A mancha solar mais ativa do ciclo solar 25 começa a apontar para a Terra

O clima espacial continua ativo, graças à região solar 4366. As manchas solares já estão a apontar para a Terra e, embora nem todas gerem ejeções de massa coronal (EMCs), a monitorização continua para possíveis erupções solares.

Sol em luz visível mostrando uma mancha solar gigante na Região Ativa 4366. Foto: cortesia de José Norberto Contreras Espíritu / Astrophysicists in Action.
Sol em luz visível mostrando uma mancha solar gigante na Região Ativa 4366. Foto: cortesia de José Norberto Contreras Espíritu / Astrophysicists in Action.

Desde o seu aparecimento, a 30 de janeiro, a Região 4366 tem apresentado um comportamento excecionalmente produtivo, acumulando dezenas de erupções solares em apenas alguns dias. Isto indica um sistema altamente ativo, consistente com o pico de atividade solar esperado para 2026.

Este grupo de manchas solares tornou-se magneticamente complexo, uma condição fundamental para a geração de erupções energéticas frequentes, e têm-se movido até estarem viradas para a Terra, pelo que a monitorização continua caso haja ejeções na nossa direção.

Nos relatórios iniciais, as erupções observadas variaram entre a classe M e a X1. Embora estes eventos tenham causado perturbações rádio de ligeiras a severas, não foi inicialmente detetada qualquer ejeção de massa coronal (EMC) ou tempestade geomagnética associada.

No entanto, esta ausência de Ejeções de Massa Coronal (EMCs) diretas não diminuiu o interesse científico, uma vez que, no clima espacial, uma região ativa pode produzir múltiplas erupções antes de libertar uma quantidade significativa de material solar, pelo que os especialistas mantêm uma observação contínua enquanto a energia magnética se acumula.

A região solar ativa 4366 continua a emitir poderosas erupções solares, a mais recente das quais, de magnitude X1,5, ocorreu hoje às 14h18 UTC. Crédito: SWPC/NOAA.
A região solar ativa 4366 continua a emitir poderosas erupções solares, a mais recente das quais, de magnitude X1,5, ocorreu hoje às 14h18 UTC. Crédito: SWPC/NOAA.

Assim sendo, desde o início de fevereiro, as previsões do Centro de Previsão do Clima Espacial (SWPC) têm destacado a região 4366 como o principal sistema a monitorizar. A sua rápida evolução sugere que poderão ocorrer eventos importantes ao longo desta primeira semana de fevereiro.

Novos alertas: erupções solares em forma de X e possíveis ejeções de massa coronal (EMC).

O cenário alterou-se com uma série de eventos mais intensos a partir de 1 de fevereiro, quando uma erupção solar de magnitude 8,1 confirmou que a região 4366 tinha atingido níveis extremos de atividade, libertando enormes quantidades de energia em poucos minutos.

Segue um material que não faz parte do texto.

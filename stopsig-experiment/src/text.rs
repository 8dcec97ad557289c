//! Participant-facing text, kept in one place so a lab can reword it without
//! touching the engine.

pub const WELCOME_LINES: &[&str] = &[
    "Welcome to the experiment.",
    "",
    "Respond to the white arrows as quickly and as accurately as possible:",
    "LEFT ARROW KEY for a left arrow, RIGHT ARROW KEY for a right arrow.",
    "",
    "On some trials the arrow will turn red after a variable delay.",
    "Try to stop your response when that happens.",
    "",
    "Do not wait for the red signal: if you slow down, it will only",
    "appear later and your reaction times will suffer.",
    "",
    "Press SPACE to start with a practice block.",
];

pub const GET_READY: &str = "Get ready...";
pub const PRACTICE_MODE: &str = "PRACTICE MODE";

// trial by trial feedback during practice
pub const CORRECT_MSG: &str = "correct response";
pub const INCORRECT_MSG: &str = "incorrect response";
pub const TOO_SLOW_MSG: &str = "too slow";
pub const CORRECT_STOP_MSG: &str = "correct stop";
pub const INCORRECT_STOP_MSG: &str = "remember: try to stop";

// block feedback
pub const GO_HEADER: &str = "GO TRIALS:";
pub const STOP_HEADER: &str = "STOP-SIGNAL TRIALS:";
pub const BREAK_MSG: &str = "You can take a short break.";
pub const END_LINES: &[&str] = &[
    "Thank you for your participation.",
    "",
    "Press ESC to close the experiment.",
];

Modelos posteriores indicaram que esta erupção foi acompanhada por uma ejeção de massa coronal que, embora não fosse dirigida diretamente para a Terra, poderia gerar influências em órbitas altas por volta de 5 e 6 de fevereiro.

A atividade continuou no dia 3 de fevereiro com uma nova erupção de classe X1.5. Até então, a região já tinha produzido mais de sessenta erupções, incluindo eventos de classe C, M e X, confirmando a sua natureza altamente instável.

Um dia depois, a 4 de fevereiro, foi registada uma erupção solar impulsiva de magnitude 4,2. E embora não tenha sido identificada nenhuma assinatura clara de ejeção de massa coronal (EMC) associada, o evento reforçou a expectativa de que a região ainda retém energia suficiente para novas erupções.

Previsão e implicações para os próximos dias

O clima espacial dos últimos dias tem estado ativo e dinâmico. A região 4366, em particular, continua a libertar energia, mantendo em aberto a possibilidade de novas erupções solares nos próximos dias.

Embora os potenciais efeitos na Terra permaneçam, em geral, moderados, as influências mais prováveis incluem interferências temporárias nas comunicações rádio, ligeiras perturbações na navegação por satélite e aumento da vigilância da infraestrutura espacial.

Atualmente, as ejeções de massa coronal que não têm como alvo direto a Terra produziram efeitos indiretos. Nos próximos dias, quando a região estiver apontada diretamente para a Terra, devemos estar atentos a ejeções de massa coronal (EMCs) que possam atingir a magnetosfera terrestre.

Embora a previsão do clima espacial para esta semana indique uma atividade solar elevada, mas controlada, e o nosso Sol não represente uma ameaça imediata, o seu comportamento pode proporcionar fenómenos de aurora boreal, especialmente em latitudes mais baixas do que o normal, como já ocorreu no último ano.